Seria injusto, contudo, desconhecer conseqüências positivas de outras pelejas nos meus dez meses e meio na função. Uma delas foi o crescimento de 12% das correções de erros em 2007.
A maioria absoluta das retificações originou-se de avisos dos leitores. Coube a Marcelo Beraba, até o início de abril, e a mim pedir esclarecimentos à Redação e insistir por ´Erramos´. Nenhuma publicação brasileira se corrige com a transparência da Folha.
Esse desempenho, bem como alguma influência no noticiário e em orientações editoriais, resulta do ano de maior atendimento de leitores pelo ombudsman, 13.374 contatos.
É um crescimento de modesto 1% em comparação com 2006. O recorde, entretanto, ocorreu em temporada sem eleições e Copa, eventos que costumam estimular o movimento. E na contramão da queda da circulação em 2%.
A maioria relativa dos registros foi de protestos e críticas. Das 295 reclamações sobre parcialidade, 95% denunciaram tendência pró-PSDB e anti-PT (pesquisas entre o conjunto do leitorado sustentam que a maioria identifica apartidarismo do jornal).
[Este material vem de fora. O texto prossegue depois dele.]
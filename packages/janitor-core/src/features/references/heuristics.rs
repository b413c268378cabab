//! File-level Python heuristics.
//!
//! Patterns whose evidence spans a whole definition rather than a single
//! expression: teardown code after `yield` in `@asynccontextmanager`
//! functions, and SQLAlchemy polymorphic classes that the ORM registry
//! instantiates by discriminator.

use tree_sitter::Node;

use crate::features::parsing::ParsedFile;
use crate::shared::models::{CandidateRef, ReferenceKind};

/// Run every file-level heuristic, appending synthetic candidates.
pub fn collect_python_heuristics(parsed: &ParsedFile, out: &mut Vec<CandidateRef>) {
    lifespan_teardown(parsed, parsed.root(), out);
    polymorphic_orm(parsed, parsed.root(), out);
}

/// Inside a function decorated with `@asynccontextmanager`, everything
/// textually after the `yield` is teardown code that runs on shutdown;
/// every identifier there gets a synthetic reference.
fn lifespan_teardown(parsed: &ParsedFile, node: Node<'_>, out: &mut Vec<CandidateRef>) {
    if node.kind() == "decorated_definition" {
        let mut has_acm = false;
        let mut body = None;

        let mut cursor = node.walk();
        for child in node.children(&mut cursor) {
            match child.kind() {
                "decorator" => {
                    if parsed.node_text(&child).contains("asynccontextmanager") {
                        has_acm = true;
                    }
                }
                "function_definition" => body = child.child_by_field_name("body"),
                _ => {}
            }
        }

        if has_acm {
            if let Some(body) = body {
                if let Some(yield_end) = find_first_yield_end(body) {
                    mark_identifiers_after(parsed, body, yield_end, out);
                }
            }
        }
    }

    let mut cursor = node.walk();
    for child in node.children(&mut cursor) {
        lifespan_teardown(parsed, child, out);
    }
}

fn find_first_yield_end(node: Node<'_>) -> Option<usize> {
    if node.kind() == "yield" {
        return Some(node.end_byte());
    }
    let mut cursor = node.walk();
    for child in node.children(&mut cursor) {
        if let Some(end) = find_first_yield_end(child) {
            return Some(end);
        }
    }
    None
}

fn mark_identifiers_after(
    parsed: &ParsedFile,
    node: Node<'_>,
    after_byte: usize,
    out: &mut Vec<CandidateRef>,
) {
    if node.kind() == "identifier" && node.start_byte() >= after_byte {
        out.push(CandidateRef {
            name: parsed.node_text(&node),
            kind: ReferenceKind::Heuristic,
            line: node.start_position().row as u32 + 1,
            class_context: None,
            target_file: None,
            source_symbol: None,
        });
        return;
    }
    let mut cursor = node.walk();
    for child in node.children(&mut cursor) {
        mark_identifiers_after(parsed, child, after_byte, out);
    }
}

/// A class whose `__mapper_args__` carries `polymorphic_identity` is
/// instantiated by the ORM registry; the class itself gets a synthetic
/// reference.
fn polymorphic_orm(parsed: &ParsedFile, node: Node<'_>, out: &mut Vec<CandidateRef>) {
    if node.kind() == "class_definition" {
        if let Some(name_node) = node.child_by_field_name("name") {
            if let Some(body) = node.child_by_field_name("body") {
                let body_text = parsed.node_text(&body);
                if body_text.contains("__mapper_args__") && body_text.contains("polymorphic_identity")
                {
                    out.push(CandidateRef {
                        name: parsed.node_text(&name_node),
                        kind: ReferenceKind::Heuristic,
                        line: name_node.start_position().row as u32 + 1,
                        class_context: None,
                        target_file: None,
                        source_symbol: None,
                    });
                }
            }
        }
    }

    let mut cursor = node.walk();
    for child in node.children(&mut cursor) {
        polymorphic_orm(parsed, child, out);
    }
}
Mesmo com tiragens menores, a Folha é cobrada cada vez mais. Não se trata de fenômeno peculiar. Na relação dos leitores com os veículos nos quais eles se informam, já não existe subordinação e dependência. O jornalismo não tem mais o monopólio da informação nem o do debate público.
Com acesso a uma vastidão de fontes, destacadamente na internet, os cidadãos e consumidores de notícias são mais exigentes e céticos.
Eles questionam a Folha e, em escala menor que a ideal, interferem nas suas edições. É tão legítimo os leitores buscarem influir no jornal -e na atuação do ombudsman- como o jornal na sociedade.
Embora esteja longe o tempo em que Paulo Francis caçoava de quem escrevia a jornais, o jornalismo ainda resiste ao escrutínio de que é alvo.
Setores da Folha seguem avessos a críticas. Com arrogância caricatural, um editor objetou restrições de um leitor arrotando um ´and so what?´. Rejeitei o abuso, e a Redação mudou a resposta.
A participação dos leitores nas reflexões sobre a imprensa e a disseminação de sites e blogs contribuem para amenizar os danos da concentração na mídia à democracia. País de desigualdade social obscena, o Brasil permanece também com as empresas de comunicação em poucas mãos.
O ombudsman tem dois papéis: ouvidor e crítico de jornalismo. Convivo com uma imensidão de críticos-leitores. De certo modo, de ombudsmans. A Folha ganharia se não desse a impressão, por vezes, de que faz pouco da opinião deles e de que o ombudsman é como peito de homem.’